(Records drawn from a dataset)
»»

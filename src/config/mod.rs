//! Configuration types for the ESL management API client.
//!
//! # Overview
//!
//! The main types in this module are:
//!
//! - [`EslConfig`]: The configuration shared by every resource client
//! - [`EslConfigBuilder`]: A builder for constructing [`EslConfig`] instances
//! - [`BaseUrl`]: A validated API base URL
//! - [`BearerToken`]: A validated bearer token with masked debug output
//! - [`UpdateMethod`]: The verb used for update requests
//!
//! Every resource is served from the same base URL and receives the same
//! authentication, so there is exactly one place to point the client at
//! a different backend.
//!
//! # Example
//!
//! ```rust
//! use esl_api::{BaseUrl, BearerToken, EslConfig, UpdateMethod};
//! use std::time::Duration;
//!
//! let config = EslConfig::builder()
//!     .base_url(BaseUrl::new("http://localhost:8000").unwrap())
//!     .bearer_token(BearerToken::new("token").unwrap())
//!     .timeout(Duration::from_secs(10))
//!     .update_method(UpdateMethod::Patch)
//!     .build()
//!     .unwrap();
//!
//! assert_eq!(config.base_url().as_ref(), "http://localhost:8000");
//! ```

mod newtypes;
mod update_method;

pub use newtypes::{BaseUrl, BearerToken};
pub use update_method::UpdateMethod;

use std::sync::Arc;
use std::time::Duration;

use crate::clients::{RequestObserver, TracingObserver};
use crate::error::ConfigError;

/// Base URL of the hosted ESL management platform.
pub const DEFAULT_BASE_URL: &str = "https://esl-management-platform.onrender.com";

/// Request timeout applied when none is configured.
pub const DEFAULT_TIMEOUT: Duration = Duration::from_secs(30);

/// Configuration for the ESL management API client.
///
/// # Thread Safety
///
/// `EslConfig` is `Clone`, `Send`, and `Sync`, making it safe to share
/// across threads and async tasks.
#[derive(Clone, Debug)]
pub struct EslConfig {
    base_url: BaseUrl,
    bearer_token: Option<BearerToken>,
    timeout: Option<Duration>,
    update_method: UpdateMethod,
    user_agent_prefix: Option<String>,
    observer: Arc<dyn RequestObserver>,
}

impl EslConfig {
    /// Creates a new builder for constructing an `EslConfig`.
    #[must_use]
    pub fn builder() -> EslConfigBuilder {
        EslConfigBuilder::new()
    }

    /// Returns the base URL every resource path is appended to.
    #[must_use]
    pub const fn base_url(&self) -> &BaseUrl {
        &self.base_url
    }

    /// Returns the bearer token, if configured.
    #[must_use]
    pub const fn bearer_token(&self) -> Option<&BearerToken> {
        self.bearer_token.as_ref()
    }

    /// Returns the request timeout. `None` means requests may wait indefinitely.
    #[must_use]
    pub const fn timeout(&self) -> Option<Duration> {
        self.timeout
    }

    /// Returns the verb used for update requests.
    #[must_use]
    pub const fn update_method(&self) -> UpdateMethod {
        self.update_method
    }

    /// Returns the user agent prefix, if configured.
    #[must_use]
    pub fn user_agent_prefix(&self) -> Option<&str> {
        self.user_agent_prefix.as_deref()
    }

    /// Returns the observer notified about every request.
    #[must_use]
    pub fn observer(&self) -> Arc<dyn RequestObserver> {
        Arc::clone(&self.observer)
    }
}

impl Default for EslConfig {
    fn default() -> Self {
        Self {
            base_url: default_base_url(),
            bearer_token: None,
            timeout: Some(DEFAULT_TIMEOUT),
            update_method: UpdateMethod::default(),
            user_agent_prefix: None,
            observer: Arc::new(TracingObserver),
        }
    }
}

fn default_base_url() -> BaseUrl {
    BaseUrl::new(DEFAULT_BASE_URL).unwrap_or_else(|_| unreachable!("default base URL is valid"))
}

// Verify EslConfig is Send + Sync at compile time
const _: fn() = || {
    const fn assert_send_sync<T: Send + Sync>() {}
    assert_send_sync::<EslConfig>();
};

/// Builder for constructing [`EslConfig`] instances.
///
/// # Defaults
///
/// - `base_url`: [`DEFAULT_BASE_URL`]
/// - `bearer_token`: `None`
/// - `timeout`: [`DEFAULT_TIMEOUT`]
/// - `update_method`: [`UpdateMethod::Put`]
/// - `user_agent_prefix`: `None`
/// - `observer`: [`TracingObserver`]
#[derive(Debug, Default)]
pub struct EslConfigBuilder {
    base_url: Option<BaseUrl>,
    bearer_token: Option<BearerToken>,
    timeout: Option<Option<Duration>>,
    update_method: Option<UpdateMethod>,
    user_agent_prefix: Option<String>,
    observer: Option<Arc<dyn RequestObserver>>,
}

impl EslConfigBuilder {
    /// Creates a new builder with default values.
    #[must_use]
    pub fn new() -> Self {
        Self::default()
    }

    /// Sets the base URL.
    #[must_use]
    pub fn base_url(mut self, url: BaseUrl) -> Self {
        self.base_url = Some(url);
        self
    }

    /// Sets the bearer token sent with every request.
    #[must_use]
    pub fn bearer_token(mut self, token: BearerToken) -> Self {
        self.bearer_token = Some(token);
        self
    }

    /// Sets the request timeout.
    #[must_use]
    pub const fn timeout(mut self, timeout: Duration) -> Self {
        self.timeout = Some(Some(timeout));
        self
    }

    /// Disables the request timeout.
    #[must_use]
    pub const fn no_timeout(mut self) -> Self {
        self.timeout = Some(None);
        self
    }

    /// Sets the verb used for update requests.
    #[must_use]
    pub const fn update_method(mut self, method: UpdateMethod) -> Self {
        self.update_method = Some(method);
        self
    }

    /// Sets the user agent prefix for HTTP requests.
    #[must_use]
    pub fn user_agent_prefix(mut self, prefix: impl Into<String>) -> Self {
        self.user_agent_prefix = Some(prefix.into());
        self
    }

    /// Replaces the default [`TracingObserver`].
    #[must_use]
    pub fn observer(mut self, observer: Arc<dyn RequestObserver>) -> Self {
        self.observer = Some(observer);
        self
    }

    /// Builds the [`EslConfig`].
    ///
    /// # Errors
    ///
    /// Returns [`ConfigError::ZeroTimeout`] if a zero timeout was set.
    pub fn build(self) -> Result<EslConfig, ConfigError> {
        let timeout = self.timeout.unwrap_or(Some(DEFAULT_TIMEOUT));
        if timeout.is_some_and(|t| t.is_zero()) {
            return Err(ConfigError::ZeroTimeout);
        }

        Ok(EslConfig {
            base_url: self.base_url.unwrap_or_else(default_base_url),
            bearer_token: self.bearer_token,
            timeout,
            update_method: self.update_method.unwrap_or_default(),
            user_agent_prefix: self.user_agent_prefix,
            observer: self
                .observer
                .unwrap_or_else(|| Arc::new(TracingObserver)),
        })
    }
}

««
»»

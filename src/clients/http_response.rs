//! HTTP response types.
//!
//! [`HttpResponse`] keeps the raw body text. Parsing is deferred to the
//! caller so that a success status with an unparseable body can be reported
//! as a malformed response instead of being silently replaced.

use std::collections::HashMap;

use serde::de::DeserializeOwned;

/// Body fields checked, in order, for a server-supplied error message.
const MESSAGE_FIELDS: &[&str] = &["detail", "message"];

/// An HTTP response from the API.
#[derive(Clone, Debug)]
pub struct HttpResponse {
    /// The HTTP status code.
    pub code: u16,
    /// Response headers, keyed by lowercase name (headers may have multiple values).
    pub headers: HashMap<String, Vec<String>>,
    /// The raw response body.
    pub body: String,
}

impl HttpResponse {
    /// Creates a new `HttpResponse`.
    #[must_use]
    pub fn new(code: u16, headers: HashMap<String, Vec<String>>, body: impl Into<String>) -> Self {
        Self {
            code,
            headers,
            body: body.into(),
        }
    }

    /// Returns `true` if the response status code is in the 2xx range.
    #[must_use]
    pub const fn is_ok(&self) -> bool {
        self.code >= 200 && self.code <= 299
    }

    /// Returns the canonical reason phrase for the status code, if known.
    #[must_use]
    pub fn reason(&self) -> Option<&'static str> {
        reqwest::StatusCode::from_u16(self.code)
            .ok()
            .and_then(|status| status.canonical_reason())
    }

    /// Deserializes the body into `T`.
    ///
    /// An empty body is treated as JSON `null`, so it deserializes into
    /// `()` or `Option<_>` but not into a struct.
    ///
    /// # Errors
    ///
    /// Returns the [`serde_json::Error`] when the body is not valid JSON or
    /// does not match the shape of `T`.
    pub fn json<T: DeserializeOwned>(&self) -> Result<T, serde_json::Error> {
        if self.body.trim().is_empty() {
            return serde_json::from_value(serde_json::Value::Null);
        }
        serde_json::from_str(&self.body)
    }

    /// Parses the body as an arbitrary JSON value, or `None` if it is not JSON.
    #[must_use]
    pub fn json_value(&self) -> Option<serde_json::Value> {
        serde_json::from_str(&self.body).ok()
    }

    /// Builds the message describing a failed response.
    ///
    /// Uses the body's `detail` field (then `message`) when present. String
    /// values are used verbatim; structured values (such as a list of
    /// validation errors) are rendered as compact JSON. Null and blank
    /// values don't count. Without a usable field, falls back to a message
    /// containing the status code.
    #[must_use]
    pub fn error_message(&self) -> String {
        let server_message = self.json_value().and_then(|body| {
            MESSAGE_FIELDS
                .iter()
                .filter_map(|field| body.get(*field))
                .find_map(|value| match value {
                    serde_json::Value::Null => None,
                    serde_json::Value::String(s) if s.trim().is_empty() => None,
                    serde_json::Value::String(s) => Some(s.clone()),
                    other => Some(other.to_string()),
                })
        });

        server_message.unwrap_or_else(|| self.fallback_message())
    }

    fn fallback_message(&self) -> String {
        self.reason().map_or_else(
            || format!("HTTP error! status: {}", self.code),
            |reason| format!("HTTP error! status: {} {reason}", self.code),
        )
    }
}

««
»»

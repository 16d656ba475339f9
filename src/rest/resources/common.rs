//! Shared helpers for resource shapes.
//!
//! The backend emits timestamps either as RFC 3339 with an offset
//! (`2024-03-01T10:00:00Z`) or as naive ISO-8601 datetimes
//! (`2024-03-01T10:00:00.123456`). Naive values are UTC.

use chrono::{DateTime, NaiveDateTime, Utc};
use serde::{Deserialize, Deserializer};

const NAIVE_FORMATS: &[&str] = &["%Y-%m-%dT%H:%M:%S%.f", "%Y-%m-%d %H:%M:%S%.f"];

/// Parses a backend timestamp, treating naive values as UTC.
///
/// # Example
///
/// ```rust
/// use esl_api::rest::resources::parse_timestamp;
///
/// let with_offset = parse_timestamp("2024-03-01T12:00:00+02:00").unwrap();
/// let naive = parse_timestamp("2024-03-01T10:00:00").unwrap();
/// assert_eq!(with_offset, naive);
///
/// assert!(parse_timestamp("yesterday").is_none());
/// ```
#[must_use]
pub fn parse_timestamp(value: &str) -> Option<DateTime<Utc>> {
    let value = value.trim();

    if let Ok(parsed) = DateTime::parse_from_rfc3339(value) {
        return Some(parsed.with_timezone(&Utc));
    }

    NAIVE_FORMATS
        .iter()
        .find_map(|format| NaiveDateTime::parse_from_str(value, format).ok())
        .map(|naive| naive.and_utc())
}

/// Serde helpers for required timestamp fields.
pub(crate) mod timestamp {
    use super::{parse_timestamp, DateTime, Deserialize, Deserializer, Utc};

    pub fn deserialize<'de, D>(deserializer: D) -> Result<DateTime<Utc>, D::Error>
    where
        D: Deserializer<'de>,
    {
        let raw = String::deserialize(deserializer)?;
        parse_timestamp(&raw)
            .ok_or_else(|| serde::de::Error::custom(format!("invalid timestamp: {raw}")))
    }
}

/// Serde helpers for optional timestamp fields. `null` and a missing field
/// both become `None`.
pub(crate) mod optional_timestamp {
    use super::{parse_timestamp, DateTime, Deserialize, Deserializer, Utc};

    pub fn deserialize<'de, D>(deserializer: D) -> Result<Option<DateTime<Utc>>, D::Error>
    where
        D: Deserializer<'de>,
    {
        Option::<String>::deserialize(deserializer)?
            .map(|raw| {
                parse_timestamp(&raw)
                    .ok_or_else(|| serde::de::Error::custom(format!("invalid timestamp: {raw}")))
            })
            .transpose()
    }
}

««

Task to carry out: Each line that holds the word "localhost" should be extracted from the records.

Task response:
//!     .base_url(BaseUrl::new("http://localhost:8000").unwrap())
//! assert_eq!(config.base_url().as_ref(), "http://localhost:8000");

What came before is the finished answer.